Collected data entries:
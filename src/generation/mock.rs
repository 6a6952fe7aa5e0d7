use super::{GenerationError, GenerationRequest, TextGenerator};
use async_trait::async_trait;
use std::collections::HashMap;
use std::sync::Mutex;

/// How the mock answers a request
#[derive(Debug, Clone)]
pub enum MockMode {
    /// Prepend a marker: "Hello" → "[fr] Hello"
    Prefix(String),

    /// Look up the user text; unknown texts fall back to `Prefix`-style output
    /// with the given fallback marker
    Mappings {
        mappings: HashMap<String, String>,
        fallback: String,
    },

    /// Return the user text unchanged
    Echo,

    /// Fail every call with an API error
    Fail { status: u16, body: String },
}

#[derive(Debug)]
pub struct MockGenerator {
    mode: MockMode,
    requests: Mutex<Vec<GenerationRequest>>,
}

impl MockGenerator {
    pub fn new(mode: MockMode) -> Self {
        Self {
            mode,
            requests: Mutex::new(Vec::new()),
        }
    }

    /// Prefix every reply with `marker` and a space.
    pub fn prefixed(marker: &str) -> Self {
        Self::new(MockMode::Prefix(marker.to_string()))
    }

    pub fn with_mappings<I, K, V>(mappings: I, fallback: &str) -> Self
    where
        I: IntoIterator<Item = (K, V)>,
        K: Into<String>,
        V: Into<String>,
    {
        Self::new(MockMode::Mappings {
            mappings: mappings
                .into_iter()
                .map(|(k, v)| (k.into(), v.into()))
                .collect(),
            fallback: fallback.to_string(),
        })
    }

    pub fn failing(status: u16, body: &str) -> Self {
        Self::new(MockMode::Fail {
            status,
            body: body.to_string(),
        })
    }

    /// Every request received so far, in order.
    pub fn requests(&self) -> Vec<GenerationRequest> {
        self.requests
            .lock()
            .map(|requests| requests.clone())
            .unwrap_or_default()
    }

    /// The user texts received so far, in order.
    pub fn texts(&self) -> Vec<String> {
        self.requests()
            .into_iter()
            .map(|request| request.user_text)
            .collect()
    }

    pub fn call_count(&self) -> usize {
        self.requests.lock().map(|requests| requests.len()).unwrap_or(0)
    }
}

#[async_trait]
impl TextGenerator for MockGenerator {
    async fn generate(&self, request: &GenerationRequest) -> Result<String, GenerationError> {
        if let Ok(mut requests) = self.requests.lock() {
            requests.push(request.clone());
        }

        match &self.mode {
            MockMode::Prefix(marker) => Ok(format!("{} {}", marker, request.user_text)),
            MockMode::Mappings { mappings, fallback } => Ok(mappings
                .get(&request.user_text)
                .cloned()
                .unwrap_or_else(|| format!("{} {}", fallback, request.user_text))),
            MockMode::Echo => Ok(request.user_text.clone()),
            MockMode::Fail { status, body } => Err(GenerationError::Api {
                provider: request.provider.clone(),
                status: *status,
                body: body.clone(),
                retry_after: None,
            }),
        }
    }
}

==

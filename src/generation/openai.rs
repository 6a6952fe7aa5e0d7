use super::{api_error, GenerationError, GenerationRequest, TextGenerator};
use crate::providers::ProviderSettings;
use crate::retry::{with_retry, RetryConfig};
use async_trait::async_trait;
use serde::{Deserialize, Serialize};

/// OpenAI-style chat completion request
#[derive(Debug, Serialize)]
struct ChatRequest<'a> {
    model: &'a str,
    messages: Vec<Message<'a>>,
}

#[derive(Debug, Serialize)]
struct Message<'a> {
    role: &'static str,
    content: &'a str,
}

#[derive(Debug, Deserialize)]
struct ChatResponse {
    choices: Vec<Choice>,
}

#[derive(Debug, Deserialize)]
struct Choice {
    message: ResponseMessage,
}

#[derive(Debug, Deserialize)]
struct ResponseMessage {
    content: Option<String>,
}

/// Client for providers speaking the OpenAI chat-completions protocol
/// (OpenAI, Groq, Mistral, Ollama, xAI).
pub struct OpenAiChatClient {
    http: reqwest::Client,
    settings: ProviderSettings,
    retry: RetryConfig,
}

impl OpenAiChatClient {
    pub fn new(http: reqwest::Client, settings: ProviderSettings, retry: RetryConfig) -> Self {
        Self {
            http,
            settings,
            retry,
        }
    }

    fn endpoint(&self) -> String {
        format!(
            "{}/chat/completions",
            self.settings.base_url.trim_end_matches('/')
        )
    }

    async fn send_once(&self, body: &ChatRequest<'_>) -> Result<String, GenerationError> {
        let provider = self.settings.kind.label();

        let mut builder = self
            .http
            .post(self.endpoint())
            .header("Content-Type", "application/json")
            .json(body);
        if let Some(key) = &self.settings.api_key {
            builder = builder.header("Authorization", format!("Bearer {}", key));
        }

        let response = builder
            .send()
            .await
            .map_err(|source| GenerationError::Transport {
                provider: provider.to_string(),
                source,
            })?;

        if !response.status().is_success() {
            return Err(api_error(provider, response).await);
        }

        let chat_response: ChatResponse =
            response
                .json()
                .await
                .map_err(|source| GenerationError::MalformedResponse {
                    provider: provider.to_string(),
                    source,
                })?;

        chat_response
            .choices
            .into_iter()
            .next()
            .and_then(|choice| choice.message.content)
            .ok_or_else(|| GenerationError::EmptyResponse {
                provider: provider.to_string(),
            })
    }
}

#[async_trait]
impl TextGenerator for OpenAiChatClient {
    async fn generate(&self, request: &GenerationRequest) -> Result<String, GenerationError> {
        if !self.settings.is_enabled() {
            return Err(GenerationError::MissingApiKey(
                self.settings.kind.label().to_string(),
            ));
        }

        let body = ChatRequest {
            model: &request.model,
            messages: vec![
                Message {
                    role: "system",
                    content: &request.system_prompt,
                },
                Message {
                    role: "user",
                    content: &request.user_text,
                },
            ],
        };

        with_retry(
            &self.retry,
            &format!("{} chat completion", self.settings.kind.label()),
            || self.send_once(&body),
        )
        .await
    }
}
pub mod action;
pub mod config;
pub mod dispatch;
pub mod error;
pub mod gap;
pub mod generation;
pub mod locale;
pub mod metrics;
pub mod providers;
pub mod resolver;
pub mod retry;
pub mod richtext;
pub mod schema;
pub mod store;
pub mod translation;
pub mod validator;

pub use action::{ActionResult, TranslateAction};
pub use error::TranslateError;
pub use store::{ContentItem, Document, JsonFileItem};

The task:
Reproduce exactly the entries above, limited to the lines from the one with "pub mod dispatch;" through the one with "pub mod validator;", both included.

Answer to this problem:
pub mod dispatch;
pub mod error;
pub mod gap;
pub mod generation;
pub mod locale;
pub mod metrics;
pub mod providers;
pub mod resolver;
pub mod retry;
pub mod richtext;
pub mod schema;
pub mod store;
pub mod translation;
pub mod validator;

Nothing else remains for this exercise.